Saved data entries:

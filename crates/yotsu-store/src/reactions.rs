use std::collections::hash_map::Entry;

use yotsu_types::models::ReactionAggregate;
use yotsu_types::{MessageId, UserId};

use crate::Store;

impl Store {
    // -- Reactions --

    /// Replace the aggregates for one message with the server's list.
    pub fn replace_reactions(&mut self, message_id: MessageId, aggregates: Vec<ReactionAggregate>) {
        let aggregates: Vec<ReactionAggregate> = aggregates
            .into_iter()
            .map(|mut agg| {
                agg.count = agg.users.len();
                agg
            })
            .filter(|agg| agg.count > 0)
            .collect();
        self.set_reaction_flag(message_id, !aggregates.is_empty());
        self.reactions.insert(message_id, aggregates);
    }

    pub fn reactions(&self, message_id: MessageId) -> &[ReactionAggregate] {
        self.reactions
            .get(&message_id)
            .map(Vec::as_slice)
            .unwrap_or_default()
    }

    /// Count one user's reaction. A new emoji is appended after existing ones.
    ///
    /// Returns false when the user was already counted for that emoji, when
    /// the message is not loaded, or when it is flagged as having reactions
    /// whose aggregates were never fetched. In the last case a one-user list
    /// would hide the real counts, so it is left to
    /// `fetch_reactions_for_message`.
    pub fn add_reaction(&mut self, message_id: MessageId, emoji: &str, user_id: UserId) -> bool {
        let Some(flagged) = self.message(message_id).map(|m| m.has_reactions) else {
            return false;
        };
        let aggregates = match self.reactions.entry(message_id) {
            Entry::Occupied(slot) => slot.into_mut(),
            Entry::Vacant(_) if flagged => return false,
            Entry::Vacant(slot) => slot.insert(Vec::new()),
        };
        let added = match aggregates.iter_mut().find(|agg| agg.emoji == emoji) {
            Some(agg) if agg.users.contains(&user_id) => false,
            Some(agg) => {
                agg.users.push(user_id);
                agg.count = agg.users.len();
                true
            }
            None => {
                aggregates.push(ReactionAggregate::first(emoji, user_id));
                true
            }
        };
        self.set_reaction_flag(message_id, true);
        added
    }

    /// Uncount one user's reaction, dropping the aggregate when it empties.
    /// Returns false when there was nothing to remove.
    pub fn remove_reaction(&mut self, message_id: MessageId, emoji: &str, user_id: UserId) -> bool {
        let Some(aggregates) = self.reactions.get_mut(&message_id) else {
            return false;
        };
        let Some(pos) = aggregates.iter().position(|agg| agg.emoji == emoji) else {
            return false;
        };

        let agg = &mut aggregates[pos];
        let before = agg.users.len();
        agg.users.retain(|&u| u != user_id);
        agg.count = agg.users.len();
        let removed = agg.count != before;

        if agg.count == 0 {
            aggregates.remove(pos);
        }
        let any_left = !aggregates.is_empty();
        self.set_reaction_flag(message_id, any_left);
        removed
    }

    fn set_reaction_flag(&mut self, message_id: MessageId, has_reactions: bool) {
        if let Some(message) = self.find_message_mut(message_id, None) {
            message.has_reactions = has_reactions;
        }
    }
}
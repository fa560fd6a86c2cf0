pub mod api;
pub mod events;
pub mod models;
pub mod timestamp;

/// Backend identifiers are SQLite integer row ids.
pub type UserId = i64;
pub type ChannelId = i64;
pub type MessageId = i64;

→ **Aim of the exercise**
A faithful retyping of every entry above is the task.

→ **Response to this task**
filename crates/yotsu-store/src/reactions.rs
use std::collections::hash_map::Entry;

use yotsu_types::models::ReactionAggregate;
use yotsu_types::{MessageId, UserId};

use crate::Store;

impl Store {
    // -- Reactions --

    /// Replace the aggregates for one message with the server's list.
    pub fn replace_reactions(&mut self, message_id: MessageId, aggregates: Vec<ReactionAggregate>) {
        let aggregates: Vec<ReactionAggregate> = aggregates
            .into_iter()
            .map(|mut agg| {
                agg.count = agg.users.len();
                agg
            })
            .filter(|agg| agg.count > 0)
            .collect();
        self.set_reaction_flag(message_id, !aggregates.is_empty());
        self.reactions.insert(message_id, aggregates);
    }

    pub fn reactions(&self, message_id: MessageId) -> &[ReactionAggregate] {
        self.reactions
            .get(&message_id)
            .map(Vec::as_slice)
            .unwrap_or_default()
    }

    /// Count one user's reaction. A new emoji is appended after existing ones.
    ///
    /// Returns false when the user was already counted for that emoji, when
    /// the message is not loaded, or when it is flagged as having reactions
    /// whose aggregates were never fetched. In the last case a one-user list
    /// would hide the real counts, so it is left to
    /// `fetch_reactions_for_message`.
    pub fn add_reaction(&mut self, message_id: MessageId, emoji: &str, user_id: UserId) -> bool {
        let Some(flagged) = self.message(message_id).map(|m| m.has_reactions) else {
            return false;
        };
        let aggregates = match self.reactions.entry(message_id) {
            Entry::Occupied(slot) => slot.into_mut(),
            Entry::Vacant(_) if flagged => return false,
            Entry::Vacant(slot) => slot.insert(Vec::new()),
        };
        let added = match aggregates.iter_mut().find(|agg| agg.emoji == emoji) {
            Some(agg) if agg.users.contains(&user_id) => false,
            Some(agg) => {
                agg.users.push(user_id);
                agg.count = agg.users.len();
                true
            }
            None => {
                aggregates.push(ReactionAggregate::first(emoji, user_id));
                true
            }
        };
        self.set_reaction_flag(message_id, true);
        added
    }

    /// Uncount one user's reaction, dropping the aggregate when it empties.
    /// Returns false when there was nothing to remove.
    pub fn remove_reaction(&mut self, message_id: MessageId, emoji: &str, user_id: UserId) -> bool {
        let Some(aggregates) = self.reactions.get_mut(&message_id) else {
            return false;
        };
        let Some(pos) = aggregates.iter().position(|agg| agg.emoji == emoji) else {
            return false;
        };

        let agg = &mut aggregates[pos];
        let before = agg.users.len();
        agg.users.retain(|&u| u != user_id);
        agg.count = agg.users.len();
        let removed = agg.count != before;

        if agg.count == 0 {
            aggregates.remove(pos);
        }
        let any_left = !aggregates.is_empty();
        self.set_reaction_flag(message_id, any_left);
        removed
    }

    fn set_reaction_flag(&mut self, message_id: MessageId, has_reactions: bool) {
        if let Some(message) = self.find_message_mut(message_id, None) {
            message.has_reactions = has_reactions;
        }
    }
}
repository fa560fd6a86c2cf0
pub mod api;
pub mod events;
pub mod models;
pub mod timestamp;

/// Backend identifiers are SQLite integer row ids.
pub type UserId = i64;
pub type ChannelId = i64;
pub type MessageId = i64;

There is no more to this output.